Ensuite , même si l’ on peut comprendre les motivations de certains candidats malheureux , qui veulent une reprise du processus , dans l’ espoir de pouvoir être partants , en vue de la présidentielle , ce qui s’ impose à nous tous , tant que le collectif des candidats retenus campera sur sa position , c’ est l’ organisation des élections , dans les délais , avec eux , comme uniques candidats . C’est cela qui paraît juste. Toute autre manœuvre visant à favoriser X ou Y ne fera que renforcer le sentiment – très présent au sein de la population – que le Président est en train de ruser, afin de gagner du temps. Vouloir réunir , un après-midi , tous ceux qui sont ciblés pour prendre part audit dialogue n’ est rien de moins qu’ une façon de faire passer ce qui , en théorie de négociation , s’appelle une demande exorbitante initiale , en vue de faire capoter le projet . Ceux qui, malheureusement, pensent que tout va s’écrouler, après le départ du Président, ne feront que du dilatoire. « Il faut vivre pour autre chose que soi », a dit André MAUROIS. Et cela passe par la capacité à « mettre son orgueil dans sa poche » et à pardonner. Plus que jamais votre slogan porteur d’espoir et de progrès « la Patrie, avant le parti », théorisé tout au long de vos mandatures, doit être appliqué. Les Sénégalais veulent certes être protégés, mais aussi que le droit et la justice soient exercés avec équité, tempérance et clarté, sans passe-droit. Que les ayants-droit (les dix-neuf candidats retenus par le Conseil constitutionnel) aillent en campagne et que les élections se tiennent avant le deux avril ! Cela ne semble pas négociable.
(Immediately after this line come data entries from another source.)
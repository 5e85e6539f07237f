//! # Core records
//! Values that travel through the pipeline queues and end up on disk.
//!
//! `Candidate` lives only in the new-item queue. `NewsItem` is created by the
//! fetcher, `Signal` by the inference engine; both are immutable once built.

use chrono::{DateTime, Utc};
use serde::{Deserialize, Serialize};
use std::fmt;
use std::str::FromStr;

/// A freshly discovered link, as emitted by the source monitor.
#[derive(Debug, Clone, Serialize, Deserialize, PartialEq, Eq)]
pub struct Candidate {
    pub url: String,
    /// Feed-provided title; may be empty (JSON APIs often omit it).
    pub title: String,
    /// Feed label, e.g. "36kr".
    pub source: String,
    /// Unix seconds from the feed entry, when the feed carries one.
    #[serde(default, skip_serializing_if = "Option::is_none")]
    pub published_at: Option<u64>,
}

impl Candidate {
    pub fn new(url: impl Into<String>, title: impl Into<String>, source: impl Into<String>) -> Self {
        Self {
            url: url.into(),
            title: title.into(),
            source: source.into(),
            published_at: None,
        }
    }
}

/// Raw article with extracted full text.
#[derive(Debug, Clone, Serialize, Deserialize, PartialEq)]
pub struct NewsItem {
    pub url: String,
    pub title: String,
    pub content: String,
    pub source: String,
    pub fetched_at: DateTime<Utc>,
}

/// Time scale over which the market impact is expected to play out.
#[derive(Debug, Clone, Copy, PartialEq, Eq, Hash, Serialize, Deserialize)]
pub enum TimeHorizon {
    Short,
    Medium,
    Long,
}

impl TimeHorizon {
    pub fn as_str(&self) -> &'static str {
        match self {
            TimeHorizon::Short => "Short",
            TimeHorizon::Medium => "Medium",
            TimeHorizon::Long => "Long",
        }
    }

    /// Half-life in hours used for score decay.
    pub fn half_life_hours(&self) -> f64 {
        match self {
            TimeHorizon::Short => 12.0,
            TimeHorizon::Medium => 72.0,
            TimeHorizon::Long => 720.0,
        }
    }
}

impl fmt::Display for TimeHorizon {
    fn fmt(&self, f: &mut fmt::Formatter<'_>) -> fmt::Result {
        f.write_str(self.as_str())
    }
}

impl FromStr for TimeHorizon {
    type Err = String;

    /// Case-insensitive; surrounding whitespace is ignored.
    fn from_str(s: &str) -> Result<Self, Self::Err> {
        match s.trim().to_ascii_lowercase().as_str() {
            "short" => Ok(TimeHorizon::Short),
            "medium" => Ok(TimeHorizon::Medium),
            "long" => Ok(TimeHorizon::Long),
            _ => Err(s.to_string()),
        }
    }
}

pub const SCORE_MIN: i64 = -10;
pub const SCORE_MAX: i64 = 10;
pub const CERTAINTY_MIN: i64 = 0;
pub const CERTAINTY_MAX: i64 = 10;

/// Structured result of the slow reasoning pass.
#[derive(Debug, Clone, Serialize, Deserialize, PartialEq, Eq)]
pub struct Signal {
    pub source_url: String,
    pub reasoning: String,
    /// -10 (strongly bearish) ..= 10 (strongly bullish).
    pub score: i32,
    /// 0 ..= 10.
    pub certainty: i32,
    pub related_stocks: Vec<String>,
    pub time_horizon: TimeHorizon,
}

#[cfg(test)]
mod tests {
    use super::*;

    #[test]
    fn horizon_parses_case_insensitively() {
        assert_eq!("medium".parse::<TimeHorizon>(), Ok(TimeHorizon::Medium));
        assert_eq!(" LONG ".parse::<TimeHorizon>(), Ok(TimeHorizon::Long));
        assert!("Forever".parse::<TimeHorizon>().is_err());
    }

    #[test]
    fn signal_serializes_with_plain_horizon_name() {
        let s = Signal {
            source_url: "https://x/a".into(),
            reasoning: "r".into(),
            score: 8,
            certainty: 9,
            related_stocks: vec!["601398".into()],
            time_horizon: TimeHorizon::Medium,
        };
        let v = serde_json::to_value(&s).unwrap();
        assert_eq!(v["time_horizon"], "Medium");
        assert_eq!(v["related_stocks"][0], "601398");
    }
}
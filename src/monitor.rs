//! # Source Monitor
//! Polls every configured feed, keeps only URLs never seen before and pushes
//! them onto the new-item queue.
//!
//! A URL is inserted into the dedup store *before* it is enqueued, so an
//! overlapping scan can never rediscover it.

use futures::future::join_all;
use metrics::counter;
use std::sync::Arc;
use std::time::Duration;
use tokio::sync::{mpsc, watch};
use tracing::{debug, info, warn};

use crate::dedup::DedupStore;
use crate::ingest::{is_fetchable_link, FeedProvider};
use crate::metrics::PipelineStats;
use crate::types::Candidate;

pub struct SourceMonitor {
    feeds: Vec<Box<dyn FeedProvider>>,
    dedup: Arc<DedupStore>,
}

impl SourceMonitor {
    pub fn new(feeds: Vec<Box<dyn FeedProvider>>, dedup: Arc<DedupStore>) -> Self {
        Self { feeds, dedup }
    }

    pub fn feed_count(&self) -> usize {
        self.feeds.len()
    }

    /// One pass over all feeds. Feeds are polled concurrently; a failing feed
    /// is logged and skipped. Within a feed, entry order is preserved.
    pub async fn scan(&self) -> Vec<Candidate> {
        let results = join_all(self.feeds.iter().map(|f| f.fetch_entries())).await;

        let mut fresh = Vec::new();
        for (feed, res) in self.feeds.iter().zip(results) {
            match res {
                Ok(entries) => {
                    let total = entries.len();
                    let mut kept = 0usize;
                    for c in entries {
                        if !is_fetchable_link(&c.url) {
                            continue;
                        }
                        if self.dedup.insert_if_new(c.url.trim()) {
                            kept += 1;
                            fresh.push(Candidate {
                                url: c.url.trim().to_string(),
                                ..c
                            });
                        }
                    }
                    debug!(target: "monitor", feed = feed.name(), total, new = kept, "feed scanned");
                }
                Err(e) => {
                    warn!(target: "monitor", feed = feed.name(), error = %format!("{e:#}"), "feed needs checking");
                    counter!("finnews_feed_errors_total").increment(1);
                }
            }
        }
        counter!("finnews_scan_runs_total").increment(1);
        fresh
    }

    /// Periodic loop: scan, enqueue, sleep. Returns when `shutdown` flips to
    /// `true` or the queue is closed; dropping `tx` on return lets the fetcher
    /// drain and stop.
    pub async fn run(
        self,
        tx: mpsc::Sender<Candidate>,
        interval: Duration,
        stats: Arc<PipelineStats>,
        mut shutdown: watch::Receiver<bool>,
    ) {
        let mut ticker = tokio::time::interval(interval);
        ticker.set_missed_tick_behavior(tokio::time::MissedTickBehavior::Skip);
        info!(target: "monitor", feeds = self.feeds.len(), interval_secs = interval.as_secs(), "monitor started");

        loop {
            tokio::select! {
                _ = ticker.tick() => {}
                _ = shutdown.changed() => break,
            }
            if *shutdown.borrow() {
                break;
            }

            info!(target: "monitor", "scanning feeds for new articles");
            let fresh = self.scan().await;
            if fresh.is_empty() {
                info!(target: "monitor", "no new articles; standing by");
                continue;
            }
            info!(target: "monitor", count = fresh.len(), "feeding new URLs to the fetcher");
            stats.record_discovered(fresh.len() as u64);

            for c in fresh {
                // Scanned URLs are already marked seen; they must reach the
                // queue even when shutdown is requested mid-batch.
                if let Err(e) = tx.send(c).await {
                    warn!(target: "monitor", url = %e.0.url, "fetch queue closed; candidate not enqueued");
                    return;
                }
            }
        }
        info!(target: "monitor", "monitor stopped");
    }
}
// src/lib.rs
// Public library surface for the binary and integration tests.

pub mod calibrate;
pub mod config;
pub mod dedup;
pub mod engine;
pub mod error;
pub mod fetch;
pub mod ingest;
pub mod llm;
pub mod metrics;
pub mod monitor;
pub mod pipeline;
pub mod retry;
pub mod store;
pub mod types;

// ---- Re-exports for stable public API ----
pub use crate::config::PipelineConfig;
pub use crate::metrics::{PipelineStats, StatsSnapshot};
pub use crate::pipeline::Pipeline;
pub use crate::types::{Candidate, NewsItem, Signal, TimeHorizon};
En tout état de cause, quelque puissent être les schémas arrêtés au terme du dialogue, ce qui demeure constant et incontournable est que, d’office, les 19, quel que soit le cas de figure, verront leur candidature retenue. Si cela est acté , il pourrait être envisagé la possibilité d’ aller à l’ élection , dans un élan de décrispation et de fraternité , en laissant le Président – en fonction – assurer l’ intérim , au-delà du deux avril , pour un temps bien défini avec , bien évidemment , à la tête du Gouvernement , une personne dont la probité , la compétence , le sens du devoir ne souffrent aucune contestation . Dieu sait qu’il y en a, dans ce pays. Le contexte géostratégique est suffisamment instable pour que nous ne prêtions pas le flanc. Notre défi existentiel est la stabilité, et tout le monde doit y contribuer.
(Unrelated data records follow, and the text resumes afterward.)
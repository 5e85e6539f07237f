// src/config/mod.rs
pub mod pipeline;

pub use pipeline::{
    FeedKind, FeedSource, FetchExhaustedPolicy, LlmProvider, PipelineConfig, ThermalProbeKind,
};
// src/store.rs
//! Append-only persistence for raw articles and signals (newline-delimited JSON).

use anyhow::{Context, Result};
use async_trait::async_trait;
use chrono::{DateTime, Utc};
use serde::Serialize;
use std::collections::HashSet;
use std::path::{Path, PathBuf};
use tokio::fs::{self, OpenOptions};
use tokio::io::AsyncWriteExt;
use tokio::sync::Mutex;

use crate::types::{NewsItem, Signal, TimeHorizon};

#[async_trait]
pub trait RawSink: Send + Sync {
    /// Append one article. `Ok(false)` means the URL was already persisted
    /// this run and nothing was written.
    async fn append(&self, item: &NewsItem) -> Result<bool>;
}

#[async_trait]
pub trait SignalSink: Send + Sync {
    /// Append one signal. `Ok(false)` means a signal for this URL already exists.
    async fn append(&self, signal: &Signal) -> Result<bool>;
}

async fn append_line<T: Serialize>(path: &Path, value: &T) -> Result<()> {
    let mut line = serde_json::to_vec(value).context("serializing record")?;
    line.push(b'\n');
    let mut f = OpenOptions::new()
        .create(true)
        .append(true)
        .open(path)
        .await
        .with_context(|| format!("opening {}", path.display()))?;
    f.write_all(&line)
        .await
        .with_context(|| format!("appending to {}", path.display()))?;
    f.flush().await?;
    Ok(())
}

/// `{dir}/news_YYYY-MM-DD.jsonl`, one file per UTC calendar day.
pub struct JsonlRawStore {
    dir: PathBuf,
    // Held across the write so lines never interleave.
    written: Mutex<HashSet<String>>,
}

impl JsonlRawStore {
    pub async fn open(dir: impl Into<PathBuf>) -> Result<Self> {
        let dir = dir.into();
        fs::create_dir_all(&dir)
            .await
            .with_context(|| format!("creating raw dir {}", dir.display()))?;
        Ok(Self {
            dir,
            written: Mutex::new(HashSet::new()),
        })
    }

    pub fn path_for(&self, day: DateTime<Utc>) -> PathBuf {
        self.dir.join(format!("news_{}.jsonl", day.format("%Y-%m-%d")))
    }
}

#[async_trait]
impl RawSink for JsonlRawStore {
    async fn append(&self, item: &NewsItem) -> Result<bool> {
        let mut written = self.written.lock().await;
        if written.contains(&item.url) {
            return Ok(false);
        }
        append_line(&self.path_for(item.fetched_at), item).await?;
        written.insert(item.url.clone());
        Ok(true)
    }
}

/// `{dir}/signals_{Short|Medium|Long}.jsonl`.
pub struct JsonlSignalStore {
    dir: PathBuf,
    written: Mutex<HashSet<String>>,
}

impl JsonlSignalStore {
    pub async fn open(dir: impl Into<PathBuf>) -> Result<Self> {
        let dir = dir.into();
        fs::create_dir_all(&dir)
            .await
            .with_context(|| format!("creating signal dir {}", dir.display()))?;
        Ok(Self {
            dir,
            written: Mutex::new(HashSet::new()),
        })
    }

    pub fn path_for(&self, horizon: TimeHorizon) -> PathBuf {
        self.dir.join(format!("signals_{horizon}.jsonl"))
    }
}

#[async_trait]
impl SignalSink for JsonlSignalStore {
    async fn append(&self, signal: &Signal) -> Result<bool> {
        let mut written = self.written.lock().await;
        if written.contains(&signal.source_url) {
            return Ok(false);
        }
        append_line(&self.path_for(signal.time_horizon), signal).await?;
        written.insert(signal.source_url.clone());
        Ok(true)
    }
}

/// In-memory sink for both record kinds (tests, dry runs).
#[derive(Default)]
pub struct MemoryStore {
    pub items: std::sync::Mutex<Vec<NewsItem>>,
    pub signals: std::sync::Mutex<Vec<Signal>>,
}

impl MemoryStore {
    pub fn new() -> Self {
        Self::default()
    }

    pub fn items(&self) -> Vec<NewsItem> {
        self.items.lock().map(|v| v.clone()).unwrap_or_default()
    }

    pub fn signals(&self) -> Vec<Signal> {
        self.signals.lock().map(|v| v.clone()).unwrap_or_default()
    }
}

#[async_trait]
impl RawSink for MemoryStore {
    async fn append(&self, item: &NewsItem) -> Result<bool> {
        let mut v = self
            .items
            .lock()
            .map_err(|_| anyhow::anyhow!("memory store poisoned"))?;
        if v.iter().any(|i| i.url == item.url) {
            return Ok(false);
        }
        v.push(item.clone());
        Ok(true)
    }
}

#[async_trait]
impl SignalSink for MemoryStore {
    async fn append(&self, signal: &Signal) -> Result<bool> {
        let mut v = self
            .signals
            .lock()
            .map_err(|_| anyhow::anyhow!("memory store poisoned"))?;
        if v.iter().any(|s| s.source_url == signal.source_url) {
            return Ok(false);
        }
        v.push(signal.clone());
        Ok(true)
    }
}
Suis-je un idéaliste naïf ? Peut-être. Ai- je une passion pour mon pays ? Certainement.


Pape Mody NIANG
Universitaire et citoyen

2 commentaires

  • Ce dialogue est mort-né et le président de la République le sait très bien. Il veut juste diviser pour mieux régner en tentant de réunir des acteurs politiques aux positions inconciliables pour un impossible consensus. Comme vous le dites bien l’élection présidentielle devrait se tenir avec les dix neuf candidats retenus par le Conseil constitutionnel mais il est fort à craindre que l’on se dirige vers une impasse. A qui profite le crime ? Suivez mon regard.